- Opening Delimiter -

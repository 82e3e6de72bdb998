pub mod app_config;
pub mod collate;
pub mod config;
pub mod dataset;
pub mod error;
pub mod facets;
pub mod filter;
pub mod map;
pub mod providers;
pub mod selection;
pub mod table;
pub mod view;

pub use app_config::{AppConfig, Environment};
pub use config::{load_app_config, load_app_config_from_env};
pub use dataset::{load_providers, parse_providers, Dataset};
pub use error::{ConfigError, DatasetError, ParseError};
pub use facets::{DirectorySummary, Facets};
pub use filter::{parse_facet_selector, FilterAction, FilterCriteria, TorFilter};
pub use map::{
    project, project_with_rng, ClusterMap, ClusterSize, ClusterSummary, Globe, MapBackend,
    MapBackendKind, Marker, PlotPoint,
};
pub use providers::{Coordinate, ProviderRecord};
pub use selection::{ProviderDetail, SelectionState};
pub use table::{SortDirection, SortKey, SortState, TableRow, TableView};
pub use view::{DirectoryView, FilterStatus};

- Closing Delimiter -

__Exercise__:
Output the records in full. Match them exactly.

__Result for this task__:
repository 82e3e6de72bdb998
pub mod app_config;
pub mod collate;
pub mod config;
pub mod dataset;
pub mod error;
pub mod facets;
pub mod filter;
pub mod map;
pub mod providers;
pub mod selection;
pub mod table;
pub mod view;

pub use app_config::{AppConfig, Environment};
pub use config::{load_app_config, load_app_config_from_env};
pub use dataset::{load_providers, parse_providers, Dataset};
pub use error::{ConfigError, DatasetError, ParseError};
pub use facets::{DirectorySummary, Facets};
pub use filter::{parse_facet_selector, FilterAction, FilterCriteria, TorFilter};
pub use map::{
    project, project_with_rng, ClusterMap, ClusterSize, ClusterSummary, Globe, MapBackend,
    MapBackendKind, Marker, PlotPoint,
};
pub use providers::{Coordinate, ProviderRecord};
pub use selection::{ProviderDetail, SelectionState};
pub use table::{SortDirection, SortKey, SortState, TableRow, TableView};
pub use view::{DirectoryView, FilterStatus};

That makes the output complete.